音緒はけだるげに身を起こすと、唇を大きく開いて喉の奥まで一気に入れ込んだ。切っ先からはさらりとした先走り液が出てきているのを喉奥で味わっているようだ。じゅるりと大量の唾液とともに先走り液が混ざり合って心地いい。口いっぱいに頬張って頭ごと動かしてくれるその音緒の一所懸命さが佳也の快感になる。
「気持ちいいです。音緒さん」音緒は嬉しそうに佳也を見上げると、再度激しくフェラチオを開始した。

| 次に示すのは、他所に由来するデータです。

// Host build: exercises the provisioning core against the in-memory
// backends. Useful as a smoke run during development; the real entry point
// is esp::run.

use std::net::Ipv4Addr;
use std::sync::Arc;
use std::time::Duration;

use anyhow::Result;
use log::info;

use crate::config::BlobStore;
use crate::ota::{self, verify, NullOtaEvents, OtaManager};
use crate::sim::{SimBlobStore, SimFlash, SimPartitionTable, SimRestarter, SimWifiDriver};
use crate::wifi::{AuthMode, NullWifiNotifications, ScanResult, WifiEvent, WifiManager};

pub fn run() -> Result<()> {
    crate::logging::init_logger().expect("Failed to initialize logger");
    info!("esp32-c6-provision {} (host sim)", crate::version::full_version());

    // Wi-Fi: provision, "connect", watch the machine latch on the IP event
    let driver = SimWifiDriver::default();
    let wifi = WifiManager::new(driver.clone(), Arc::new(NullWifiNotifications));
    wifi.set_station_config("sim-network", "sim-password")?;
    wifi.connect_station()?;
    wifi.handle_event(WifiEvent::StaConnected);
    wifi.handle_event(WifiEvent::GotIp(Ipv4Addr::new(192, 168, 1, 42)));
    info!(
        "station connected={} ip={:?}",
        wifi.is_connected(),
        wifi.sta_ip()
    );

    let mut store = SimBlobStore::default();
    wifi.save_config(&mut store)?;
    info!(
        "config persisted: sta blob {} bytes",
        store.get(crate::config::KEY_STA)?.map_or(0, |b| b.len())
    );

    let pump = wifi.clone();
    std::thread::spawn(move || {
        std::thread::sleep(Duration::from_millis(100));
        pump.handle_event(WifiEvent::ScanDone(vec![ScanResult {
            ssid: "sim-network".to_string(),
            rssi: -48,
            auth_mode: AuthMode::Wpa2,
            channel: 11,
        }]));
    });
    for ap in wifi.scan(10)? {
        info!("scan: {} {} dBm ch{}", ap.ssid, ap.rssi, ap.channel);
    }

    // OTA: fake image through the full upgrade path
    let flash = SimFlash::default();
    let table = Arc::new(SimPartitionTable::dual_bank());
    let ota = OtaManager::new(
        flash.clone(),
        table.clone(),
        Arc::new(NullOtaEvents),
        Arc::new(SimRestarter::default()),
    );

    let mut image = vec![0u8; 8192];
    image[0] = verify::IMAGE_MAGIC;
    verify::verify_image(&image)?;

    ota.start_upgrade("ota_1", image.len())?;
    for chunk in image.chunks(1024) {
        ota.write_data(chunk)?;
    }
    let progress = ota.get_progress();
    info!(
        "upgrade: {}/{} bytes ({}%) - {}",
        progress.bytes_written, progress.total_bytes, progress.percentage, progress.status_message
    );
    info!("boot partition now {:?}", flash.boot_partition());
    info!(
        "running firmware hash {:02x?}...",
        &ota::firmware_hash(table.as_ref())?[..4]
    );

    Ok(())
}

「んじゅぅ、んぐっ、ふはっじゅるっじゅるる、ずずっ」
完全に立ち上がった佳也のペニスは、根本までしっかり音緒の唇の中に収められている。そこから、音緒の薄い唇が先まできつく締め上げてくる。そこに柔らかく長い舌が根本から巻き付いてくる。激しく複雑な快楽が射精欲求を掠め取っていく。
「だめです。音緒さん、俺、逝っちゃいますよ」
「ふぐ、ん、だひてぇ、口の中に頂戴」
潤んだ瞳に見つめられては、男として我慢できるはずもない。口いっぱいに白濁液が発射された。
音緒はその液体をしっかりと飲み込み、残液も吸い取った。
気だるい感じが佳也を襲うが、未だ音緒の膣内を味わっていない。先程舌を差し入れ実質的に味わったときには、狭くてキツイような感覚はあった。それをペニスで味わえることになる。再度欲望が高まってくる。とろりといやらしい肢体をベッドに投げ出している音緒の唇に強くキスをした。音緒は嬉しそうに佳也の唇を受け入れる。
佳也は音緒の唇から身を離すとその細い脚を目いっぱいに開かせ、その中心点にペニスの切っ先をあてがってから音緒の瞳を覗く。
「うん……入れて……お願い」音緒は蕩けた表情で佳也にねだった。
佳也の亀頭は、たゆたう膣液の中に入り込んで子宮口にぶち当たった。
「音緒さんの、中……キツくて気持ちいい……」亀頭に当たる子宮口のコリコリした感触と膣壁の狭さ、温もりを楽しんだ佳也は、もう一度心からのキスを交わす。
腰をゆっくりと動かすと音緒が眉を寄せてリズムに合わせるように啼き始めた。
「あぁっ!あ、ああ!ああ、んっ!っんん!んあっ」
「気持ち、いいですよ、音緒さん!」自然と二人の波長があっていく。そして、音緒の脚が佳也の腰に絡みつく。
「ああ、溶けそうだ」
ぎゅぷっ、ぬぷっ。ぬぷっんぷ。ぬぷっ。
音緒の喘ぎ声の中、佳也のペニスが膣の中をこする音が部屋中にあふれる。
「ぁぁぁあ!気持ちいいのぉ!佳也くんのおちんちん!」
びくんびくんと跳ね上がる音緒の体は、まるでシーツを泳ぐ魚のようだ。
その美しい音緒の肢体を観たくなった佳也は、快楽に溺れた音緒を四つん這いにさせると、双丘の真ん中にペニスを入れ込んだ。
「こっちも好きでしょ?」
「あぁんっ!佳也くんのおちんちん深いところまであたってるのぉ!!!!」
両乳房を派手に震わせて、何度目かわからない絶頂に上り詰める音緒。
佳也が腰を振ると、その快楽の中に沈んでいく音緒の両肩も実際にシーツに沈んでいく。
「ちゃんと手をついててくださいよ」佳也は、少し体位を変えることにした。
音緒の左腕を自分の肩に回させる。そうしてまたキスを交わした。
「や、このカッコちょっと恥ずかしい……」
「きれいですよ、音緒さん」
膣内から抜けないように気をつけながら刺激する。
「んぁっ!変なとこに……あたって、いいっ!!!」
「どう、気持ちいいの?」
「ぁあ、んっ。変な気持ちになちゃいそう……。こ、これ以上はだめぇ」
ペニスの先が中っている場所はいわゆるGスポットと呼ばれるところなのだろう。ペニスを取り囲む愛液が更に粘性を増した。
「いっ、佳……也くんっ……だ、だめっ、もぉ!だめぇ……」
女性は何度も逝くことができる。だが、一層深い逝きには、手順がある。
何度も何度もエクスタシーを感じさせた上で、適切な快楽を再度、いや、何度でも与えてやることだ。
「く、ぐぁ……い゛ぁ、んぁ゛い゛」音緒の喘ぎ声が言葉にならなくなっていく。
佳也は動きを早めたりせず、一定のペースを続けた。
「い゛ぐっ」音緒は強いエクスタシーに全身をはねさせた。
音緒の膣の痙攣するような喜びに、佳也は精液を弾けさせた。